* [Exercise goal]: Read through the records. Copy each line that has the word "StreamType".

(Stored records)
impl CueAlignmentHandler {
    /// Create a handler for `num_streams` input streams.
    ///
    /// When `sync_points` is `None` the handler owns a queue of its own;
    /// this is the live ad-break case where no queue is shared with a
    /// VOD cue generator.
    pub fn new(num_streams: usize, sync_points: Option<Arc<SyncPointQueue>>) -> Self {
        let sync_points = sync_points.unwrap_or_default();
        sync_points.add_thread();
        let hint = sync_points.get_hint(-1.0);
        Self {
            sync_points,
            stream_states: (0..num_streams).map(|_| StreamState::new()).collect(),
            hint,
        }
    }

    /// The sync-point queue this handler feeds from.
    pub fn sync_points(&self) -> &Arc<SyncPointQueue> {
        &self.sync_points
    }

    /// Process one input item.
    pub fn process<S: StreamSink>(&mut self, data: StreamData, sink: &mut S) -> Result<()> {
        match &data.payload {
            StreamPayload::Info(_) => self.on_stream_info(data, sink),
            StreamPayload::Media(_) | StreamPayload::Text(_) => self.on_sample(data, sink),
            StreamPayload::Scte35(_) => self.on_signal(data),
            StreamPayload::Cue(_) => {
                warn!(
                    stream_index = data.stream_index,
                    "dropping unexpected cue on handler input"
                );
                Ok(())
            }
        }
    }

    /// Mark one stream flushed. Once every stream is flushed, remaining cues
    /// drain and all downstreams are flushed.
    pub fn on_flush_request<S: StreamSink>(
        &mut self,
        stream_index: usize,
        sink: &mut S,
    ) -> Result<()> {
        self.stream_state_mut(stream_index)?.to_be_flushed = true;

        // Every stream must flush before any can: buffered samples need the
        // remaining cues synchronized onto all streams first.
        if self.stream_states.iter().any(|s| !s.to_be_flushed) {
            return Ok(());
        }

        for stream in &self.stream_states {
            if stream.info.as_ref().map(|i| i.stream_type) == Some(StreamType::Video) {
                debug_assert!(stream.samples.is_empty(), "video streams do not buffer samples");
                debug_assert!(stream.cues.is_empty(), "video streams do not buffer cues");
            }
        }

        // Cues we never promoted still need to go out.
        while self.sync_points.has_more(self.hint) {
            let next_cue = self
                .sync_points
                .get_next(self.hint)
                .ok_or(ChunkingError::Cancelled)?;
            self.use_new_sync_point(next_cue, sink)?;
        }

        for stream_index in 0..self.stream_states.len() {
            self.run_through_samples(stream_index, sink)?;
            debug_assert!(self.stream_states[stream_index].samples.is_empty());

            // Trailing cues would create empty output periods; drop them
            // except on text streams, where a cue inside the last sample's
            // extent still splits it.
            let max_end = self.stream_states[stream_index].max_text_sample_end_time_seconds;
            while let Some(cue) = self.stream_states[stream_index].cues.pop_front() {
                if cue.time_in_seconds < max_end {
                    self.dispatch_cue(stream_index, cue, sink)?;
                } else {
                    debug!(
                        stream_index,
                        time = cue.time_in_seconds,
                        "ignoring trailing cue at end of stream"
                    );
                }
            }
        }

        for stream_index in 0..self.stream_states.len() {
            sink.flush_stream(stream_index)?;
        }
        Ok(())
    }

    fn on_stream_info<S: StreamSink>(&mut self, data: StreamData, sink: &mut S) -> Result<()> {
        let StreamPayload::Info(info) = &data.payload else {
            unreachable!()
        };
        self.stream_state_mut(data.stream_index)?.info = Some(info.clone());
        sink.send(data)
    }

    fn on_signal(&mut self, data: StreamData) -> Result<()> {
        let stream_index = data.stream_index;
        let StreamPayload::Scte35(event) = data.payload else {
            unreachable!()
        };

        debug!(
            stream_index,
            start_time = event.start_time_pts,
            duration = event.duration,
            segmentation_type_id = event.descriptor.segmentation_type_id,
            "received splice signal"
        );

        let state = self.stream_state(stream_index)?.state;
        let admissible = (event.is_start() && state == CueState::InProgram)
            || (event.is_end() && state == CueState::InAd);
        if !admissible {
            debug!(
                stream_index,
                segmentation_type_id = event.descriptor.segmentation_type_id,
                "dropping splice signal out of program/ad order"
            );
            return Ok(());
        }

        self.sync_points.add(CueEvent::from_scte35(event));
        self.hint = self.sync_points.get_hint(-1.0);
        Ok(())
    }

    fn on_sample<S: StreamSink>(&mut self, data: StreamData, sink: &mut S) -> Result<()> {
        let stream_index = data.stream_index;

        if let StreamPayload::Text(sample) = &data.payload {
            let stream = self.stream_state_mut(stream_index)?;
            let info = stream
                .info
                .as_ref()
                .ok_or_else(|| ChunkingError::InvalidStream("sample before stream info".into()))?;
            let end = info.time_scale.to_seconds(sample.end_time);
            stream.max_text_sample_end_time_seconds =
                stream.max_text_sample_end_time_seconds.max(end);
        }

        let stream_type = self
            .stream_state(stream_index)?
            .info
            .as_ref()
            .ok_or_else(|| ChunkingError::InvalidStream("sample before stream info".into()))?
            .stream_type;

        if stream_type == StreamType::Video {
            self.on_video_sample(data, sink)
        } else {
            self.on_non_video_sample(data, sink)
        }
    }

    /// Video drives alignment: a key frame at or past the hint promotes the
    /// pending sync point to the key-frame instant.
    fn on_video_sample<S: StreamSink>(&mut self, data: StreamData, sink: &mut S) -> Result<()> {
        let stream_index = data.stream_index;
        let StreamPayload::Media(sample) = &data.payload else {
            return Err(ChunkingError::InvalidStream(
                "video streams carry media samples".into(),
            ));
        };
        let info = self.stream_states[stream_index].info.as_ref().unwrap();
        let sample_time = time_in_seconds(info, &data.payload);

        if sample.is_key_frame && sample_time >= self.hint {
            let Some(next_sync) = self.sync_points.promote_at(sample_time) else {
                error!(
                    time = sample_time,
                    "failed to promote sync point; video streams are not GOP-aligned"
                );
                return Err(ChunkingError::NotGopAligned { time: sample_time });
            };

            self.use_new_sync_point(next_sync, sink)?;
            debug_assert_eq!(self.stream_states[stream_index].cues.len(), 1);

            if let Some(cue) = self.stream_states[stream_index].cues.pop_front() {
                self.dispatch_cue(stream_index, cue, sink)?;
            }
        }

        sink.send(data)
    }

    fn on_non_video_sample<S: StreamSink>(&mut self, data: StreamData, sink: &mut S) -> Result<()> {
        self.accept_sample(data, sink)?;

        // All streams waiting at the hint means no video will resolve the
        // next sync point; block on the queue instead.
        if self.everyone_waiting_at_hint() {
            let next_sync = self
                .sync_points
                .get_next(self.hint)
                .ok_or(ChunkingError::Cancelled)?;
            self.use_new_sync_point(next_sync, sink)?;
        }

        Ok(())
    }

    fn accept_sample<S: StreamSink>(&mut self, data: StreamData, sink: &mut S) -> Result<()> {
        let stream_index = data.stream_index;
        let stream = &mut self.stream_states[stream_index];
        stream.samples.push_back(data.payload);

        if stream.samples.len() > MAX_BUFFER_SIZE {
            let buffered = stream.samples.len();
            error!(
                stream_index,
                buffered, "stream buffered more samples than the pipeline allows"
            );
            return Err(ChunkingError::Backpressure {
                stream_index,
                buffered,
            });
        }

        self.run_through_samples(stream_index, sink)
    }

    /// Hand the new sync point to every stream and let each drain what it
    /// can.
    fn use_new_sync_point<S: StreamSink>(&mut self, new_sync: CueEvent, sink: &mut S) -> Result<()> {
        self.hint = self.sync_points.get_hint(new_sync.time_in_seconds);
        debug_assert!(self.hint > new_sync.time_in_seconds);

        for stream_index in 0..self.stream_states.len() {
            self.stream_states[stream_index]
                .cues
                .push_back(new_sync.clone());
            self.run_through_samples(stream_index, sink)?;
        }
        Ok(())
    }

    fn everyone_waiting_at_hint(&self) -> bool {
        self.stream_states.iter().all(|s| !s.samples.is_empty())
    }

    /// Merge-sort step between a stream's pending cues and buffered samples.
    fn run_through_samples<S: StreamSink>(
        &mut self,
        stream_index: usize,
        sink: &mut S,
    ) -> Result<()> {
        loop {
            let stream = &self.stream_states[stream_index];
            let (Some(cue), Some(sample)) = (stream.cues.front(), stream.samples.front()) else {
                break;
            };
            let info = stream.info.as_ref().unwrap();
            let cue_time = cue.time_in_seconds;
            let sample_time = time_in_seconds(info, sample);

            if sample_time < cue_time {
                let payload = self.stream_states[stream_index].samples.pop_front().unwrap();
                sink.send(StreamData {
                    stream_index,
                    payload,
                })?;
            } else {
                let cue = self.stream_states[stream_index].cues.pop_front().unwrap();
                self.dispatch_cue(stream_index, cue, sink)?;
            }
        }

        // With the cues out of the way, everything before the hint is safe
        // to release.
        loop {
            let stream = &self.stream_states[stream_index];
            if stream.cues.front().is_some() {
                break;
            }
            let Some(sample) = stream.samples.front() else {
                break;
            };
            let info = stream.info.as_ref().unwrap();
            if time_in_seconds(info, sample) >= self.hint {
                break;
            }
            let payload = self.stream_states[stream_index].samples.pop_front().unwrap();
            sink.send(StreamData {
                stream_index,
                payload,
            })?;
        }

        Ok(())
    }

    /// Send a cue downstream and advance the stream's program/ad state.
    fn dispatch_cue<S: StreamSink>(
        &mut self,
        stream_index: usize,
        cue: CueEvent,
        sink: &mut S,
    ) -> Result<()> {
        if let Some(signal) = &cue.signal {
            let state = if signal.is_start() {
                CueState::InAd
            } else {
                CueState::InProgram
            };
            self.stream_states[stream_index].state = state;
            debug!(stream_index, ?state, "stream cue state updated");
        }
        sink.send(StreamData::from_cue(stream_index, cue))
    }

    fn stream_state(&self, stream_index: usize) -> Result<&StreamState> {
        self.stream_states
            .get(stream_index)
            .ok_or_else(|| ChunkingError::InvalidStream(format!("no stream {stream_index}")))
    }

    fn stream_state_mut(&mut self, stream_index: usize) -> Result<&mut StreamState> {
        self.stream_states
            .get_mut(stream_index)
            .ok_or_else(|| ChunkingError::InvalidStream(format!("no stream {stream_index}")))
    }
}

* [Solution to the exercise]:
            if stream.info.as_ref().map(|i| i.stream_type) == Some(StreamType::Video) {
        if stream_type == StreamType::Video {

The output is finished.